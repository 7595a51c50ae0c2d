//! AST classification helpers and small desugaring transforms.

use crate::ast::expr::{BinOpKind, Expr, Path, PathStep};
use crate::ast::stmt::{SelectQuery, Statement, WithEntry};

/// Wraps a bare expression into a `SELECT` statement; statements pass
/// through unchanged.
pub(crate) fn ensure_qlstmt(expr: &Expr) -> Statement {
    match expr {
        Expr::Statement(stmt, _) => (**stmt).clone(),
        other => Statement::Select(SelectQuery::wrapping(other.clone())),
    }
}

/// Conjoins `extra` onto a statement's filter condition with `AND`.
pub(crate) fn stmt_extend_where(stmt: &mut Statement, extra: Expr) {
    let where_ = match stmt {
        Statement::Select(q) => &mut q.where_,
        Statement::For(q) => &mut q.where_,
        Statement::Group(q) => &mut q.where_,
        Statement::Update(q) => &mut q.where_,
        Statement::Delete(q) => &mut q.where_,
        Statement::Insert(_) | Statement::Session(_) | Statement::Ddl(_) => return,
    };
    *where_ = Some(extend_condition(where_.take(), extra));
}

/// Conjoins `extra` onto an optional filter condition with `AND`.
pub(crate) fn extend_condition(existing: Option<Expr>, extra: Expr) -> Expr {
    match existing {
        None => extra,
        Some(current) => {
            let span = crate::ast::merge_spans(&current.span(), &extra.span());
            Expr::BinOp {
                left: Box::new(current),
                op: BinOpKind::And,
                right: Box::new(extra),
                span,
            }
        }
    }
}

/// True when the expression is a plain path (shapes are looked through).
pub(crate) fn is_ql_path(expr: &Expr) -> bool {
    let expr = match expr {
        Expr::Shape(shape) => shape.expr.as_ref(),
        other => other,
    };

    let Expr::Path(path) = expr else {
        return false;
    };

    matches!(
        path.steps.first(),
        Some(
            PathStep::Root(_)
                | PathStep::SelfAnchor(_)
                | PathStep::SubjectAnchor(_)
                | PathStep::Ptr(_)
        )
    )
}

/// The degenerate SELECT: a pure path result with no clauses and no
/// references to statement-local views. It compiles to the bare path.
pub(crate) fn is_degenerate_select(query: &SelectQuery) -> bool {
    if !is_ql_path(&query.result) {
        return false;
    }

    if query.where_.is_some()
        || !query.orderby.is_empty()
        || query.offset.is_some()
        || query.limit.is_some()
        || query.result_alias.is_some()
    {
        return false;
    }

    // A result referring to a view declared in this very statement needs
    // the full statement machinery.
    let result = match &query.result {
        Expr::Shape(shape) => shape.expr.as_ref(),
        other => other,
    };
    if let Expr::Path(Path { steps, .. }) = result
        && let Some(PathStep::Root(root)) = steps.first()
        && root.module.is_none()
    {
        let shadowed = query.aliases.iter().any(|entry| {
            matches!(entry, WithEntry::AliasedExpr { alias, .. } if *alias == root.name)
        });
        if shadowed {
            return false;
        }
    }

    true
}

#[cfg(test)]
mod tests {
    use super::*;
    use crate::ast::expr::Constant;
    use crate::parser;

    fn parse_select(source: &str) -> SelectQuery {
        match parser::parse(source).ast {
            Some(Statement::Select(q)) => q,
            other => panic!("expected select, got {other:?}"),
        }
    }

    #[test]
    fn degenerate_select_detection() {
        assert!(is_degenerate_select(&parse_select("SELECT User")));
        assert!(is_degenerate_select(&parse_select("SELECT User.name")));
        assert!(!is_degenerate_select(&parse_select("SELECT User FILTER true")));
        assert!(!is_degenerate_select(&parse_select("SELECT User LIMIT 1")));
        assert!(!is_degenerate_select(&parse_select("SELECT 1")));
        assert!(!is_degenerate_select(&parse_select(
            "WITH U := Person SELECT U"
        )));
    }

    #[test]
    fn ensure_qlstmt_wraps_expressions() {
        let expr = Expr::Constant(Constant::Int(1), 0..1);
        let Statement::Select(q) = ensure_qlstmt(&expr) else {
            panic!("expected select");
        };
        assert_eq!(q.result, expr);
    }

    #[test]
    fn extend_condition_conjoins() {
        let a = Expr::Constant(Constant::Bool(true), 0..4);
        let b = Expr::Constant(Constant::Bool(false), 5..10);
        let combined = extend_condition(Some(a), b);
        assert!(matches!(
            combined,
            Expr::BinOp {
                op: BinOpKind::And,
                ..
            }
        ));
    }
}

══════

_Aim of the exercise_
Show every line above in which the word "onto" occurs.

_Answer for the task_
/// Conjoins `extra` onto a statement's filter condition with `AND`.
/// Conjoins `extra` onto an optional filter condition with `AND`.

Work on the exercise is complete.